The report claims that the Indian government has killed up to 20 persons in Pakistan since 2020. The killings were carried out by unknown gunmen in Pakistan allegedly through the direct involvement of India’s foreign intelligence agency Research and Analysis Wing.

This is the first time that Indian intelligence personnel have discussed the alleged operations in Pakistan, according to The Guardian. Detailed documentation seen by the United Kingdom-based newspaper allegedly show the Research and Analysis Wing’s direct involvement in the killings.

India’s external affairs ministry has denied all the allegations made in The Guardian’s report. In response to the newspaper, the ministry reiterated an earlier statement against Pakistan’s allegations, saying that the claims were “false and malicious anti-India propaganda”.

The Indian foreign intelligence agency allegedly changed its strategy to assassinate potential threats after the 2019 Pulwama attack, which was carried out by the Pakistan-based terror group Jaish-e-Mohammed, The Guardian reported quoted unidentified Indian officials as saying.

On February 14, 2019, an explosive-laden car driven by a suicide bomber rammed into a bus carrying Central Reserve Police Force personnel, killing 40 of them in Jammu and Kashmir’s Pulwama district.

“After Pulwama, the approach changed to target the elements outside the country before they are able to launch an attack or create any disturbance,” an Indian intelligence operative told The Guardian. “We could not stop the attacks because ultimately their safe havens were in Pakistan, so we had to get to the source.”

The alleged modus operandi

As part of its new counter-terrorism strategy, the Indian foreign intelligence agency developed sleeper-cells that mostly operated out of the United Arab Emirates, The Guardian reported.

Pakistani officials have accused these cells of paying millions of rupees to local criminals or poor Pakistanis to carry out the assassinations.

Indian agents infiltrated networks of Islamic State and units connected to the Taliban through social media, the report claims. They then “recruited and groomed” Pakistani Islamist radicals to assassinate Indian dissidents by telling them they were carrying out “sacred killings” of “infidels”.

This was the case in the killing of Sikh separatist leader in Pakistan, Paramjit Singh Panjwar, who was shot dead in Lahore in May, reported The Guardian.

Panjwar’s killing was before the United States and Canada made similar allegations against India. The United States has said that it foiled an alleged plot to assassinate Sikh separatist leader Gurpatwant Singh Pannun on American soil last year.

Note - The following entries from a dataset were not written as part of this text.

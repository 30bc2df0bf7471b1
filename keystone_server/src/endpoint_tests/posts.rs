use actix_web::{
    http::{header, StatusCode},
    test::TestRequest,
};
use keystone_engine::{
    db_types::Post,
    test_utils::{test_credentials, test_token_service},
    AuthApi,
    ContentApi,
    ContentApiError,
    MediaApi,
    MemoryMediaStore,
};
use serde_json::json;

use super::{helpers::*, mocks::MockContentStore};
use crate::server::AppState;

async fn create(state: &TestState, token: &str, body: serde_json::Value) -> (StatusCode, String) {
    send(state, TestRequest::post().uri("/admin/posts").insert_header(bearer(token)).set_json(body)).await
}

#[actix_web::test]
async fn post_lifecycle() {
    let state = test_state();
    let token = login(&state).await;

    let (status, body) = create(&state, &token, json!({"title": "Hello", "slug": "hello", "body": "First!"})).await;
    assert_eq!(status, StatusCode::CREATED, "{body}");
    let post: Post = serde_json::from_str(&body).unwrap();
    assert_eq!(post.id, 1);
    assert!(!post.published);

    let (status, body) = send(&state, TestRequest::get().uri("/admin/posts/1").insert_header(bearer(&token))).await;
    assert_eq!(status, StatusCode::OK);
    assert_eq!(serde_json::from_str::<Post>(&body).unwrap(), post);

    let req =
        TestRequest::put().uri("/admin/posts/1").insert_header(bearer(&token)).set_json(json!({"published": true}));
    let (status, body) = send(&state, req).await;
    assert_eq!(status, StatusCode::OK);
    let updated: Post = serde_json::from_str(&body).unwrap();
    assert!(updated.published);
    assert_eq!(updated.title, "Hello");

    let (status, body) = send(&state, TestRequest::get().uri("/admin/posts").insert_header(bearer(&token))).await;
    assert_eq!(status, StatusCode::OK);
    assert_eq!(serde_json::from_str::<Vec<Post>>(&body).unwrap().len(), 1);

    let (status, body) = send(&state, TestRequest::delete().uri("/admin/posts/1").insert_header(bearer(&token))).await;
    assert_eq!(status, StatusCode::NO_CONTENT);
    assert!(body.is_empty());

    let (status, body) = send(&state, TestRequest::get().uri("/admin/posts/1").insert_header(bearer(&token))).await;
    assert_eq!(status, StatusCode::NOT_FOUND);
    assert!(body.contains("not found"), "was: {body}");
}

#[actix_web::test]
async fn created_post_has_location() {
    let state = test_state();
    let token = login(&state).await;
    let req = TestRequest::post()
        .uri("/admin/posts")
        .insert_header(bearer(&token))
        .set_json(json!({"title": "Located", "slug": "located"}));
    let app = actix_web::test::init_service(crate::server::create_app(state.clone())).await;
    let res = actix_web::test::call_service(&app, req.to_request()).await;
    assert_eq!(res.status(), StatusCode::CREATED);
    assert_eq!(res.headers().get(header::LOCATION).unwrap(), "/admin/posts/1");
}

#[actix_web::test]
async fn posts_require_a_token() {
    let state = test_state();
    let (status, _) = send(&state, TestRequest::get().uri("/admin/posts")).await;
    assert_eq!(status, StatusCode::UNAUTHORIZED);
    let req = TestRequest::post().uri("/admin/posts").set_json(json!({"title": "Sneaky", "slug": "sneaky"}));
    let (status, _) = send(&state, req).await;
    assert_eq!(status, StatusCode::UNAUTHORIZED);
}

#[actix_web::test]
async fn invalid_post_ids_and_bodies() {
    let state = test_state();
    let token = login(&state).await;

    let (status, body) = send(&state, TestRequest::get().uri("/admin/posts/abc").insert_header(bearer(&token))).await;
    assert_eq!(status, StatusCode::BAD_REQUEST);
    assert!(body.contains("'abc' is not a valid post id"), "was: {body}");

    let (status, _) = create(&state, &token, json!({"title": "", "slug": "empty-title"})).await;
    assert_eq!(status, StatusCode::BAD_REQUEST);
    let (status, _) = create(&state, &token, json!({"title": "Bad slug", "slug": "Bad Slug"})).await;
    assert_eq!(status, StatusCode::BAD_REQUEST);
    let (status, _) = create(&state, &token, json!({"slug": "no-title"})).await;
    assert_eq!(status, StatusCode::BAD_REQUEST);

    let req = TestRequest::put().uri("/admin/posts/7").insert_header(bearer(&token)).set_json(json!({"title": "Ghost"}));
    let (status, _) = send(&state, req).await;
    assert_eq!(status, StatusCode::NOT_FOUND);

    let req = TestRequest::put().uri("/admin/posts/7").insert_header(bearer(&token)).set_json(json!({}));
    let (status, _) = send(&state, req).await;
    assert_eq!(status, StatusCode::BAD_REQUEST);
}

#[actix_web::test]
async fn duplicate_slugs_conflict() {
    let state = test_state();
    let token = login(&state).await;
    let (status, _) = create(&state, &token, json!({"title": "One", "slug": "same"})).await;
    assert_eq!(status, StatusCode::CREATED);
    let (status, body) = create(&state, &token, json!({"title": "Two", "slug": "same"})).await;
    assert_eq!(status, StatusCode::CONFLICT);
    assert!(body.contains("same"), "was: {body}");
}

#[actix_web::test]
async fn backend_failures_are_server_errors() {
    let mut store = MockContentStore::new();
    store.expect_fetch_posts().returning(|| Err(ContentApiError::DatabaseError("connection reset".into())));
    let state = AppState::new(
        test_token_service(Some(TEST_LIFETIME)),
        AuthApi::new(test_credentials()),
        ContentApi::new(store),
        MediaApi::new(MemoryMediaStore::new()),
        TEST_MAX_BODY_BYTES,
    )
    .unwrap();
    let token = login(&state).await;
    let (status, body) = send(&state, TestRequest::get().uri("/admin/posts").insert_header(bearer(&token))).await;
    assert_eq!(status, StatusCode::INTERNAL_SERVER_ERROR);
    assert!(body.contains("connection reset"), "was: {body}");
}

In November, the United States Attorney’s Office, Southern District of New York, announced that it had filed “murder-for-hire charges” against an Indian national Nikhil Gupta in connection with his alleged participation in a thwarted plot to assassinate Pannun. It also alleged that Gupta had been recruited by an Indian government employee, who “directed a plot to assassinate on US soil an attorney and political activist who is a US citizen of Indian origin residing in New York city”.

The United States’ Justice Department alleged that the alleged plot to kill Pannun was part of a larger conspiracy to kill one person in California and at least three in Canada.

Canadian Prime Minister Justin Trudeau had told his Parliament in September that his country’s intelligence agencies were pursuing “credible allegations” linking agents of the Indian government to the killing of Sikh separatist leader Hardeep Singh Nijjar.

Indian government denies allegations

Denying all the allegations made in The Guardian’s report, India’s external affairs ministry has reiterated an earlier statement that the claims were “false and malicious anti-India propaganda”.

In January, Islamabad had said that it had “credible evidence” linking “Indian agents” to the assassination of two of its nationals, Shahid Latif and Riyaz Ahmad. The two, associated with terror groups Jaish-e-Mohammed and the Lashkar-e-Taiba, were wanted terrorists in India.

New Delhi also reiterated an earlier denial by External Affairs Minister S Jaishankar that targeted killings in other countries were “not the government of India’s policy”.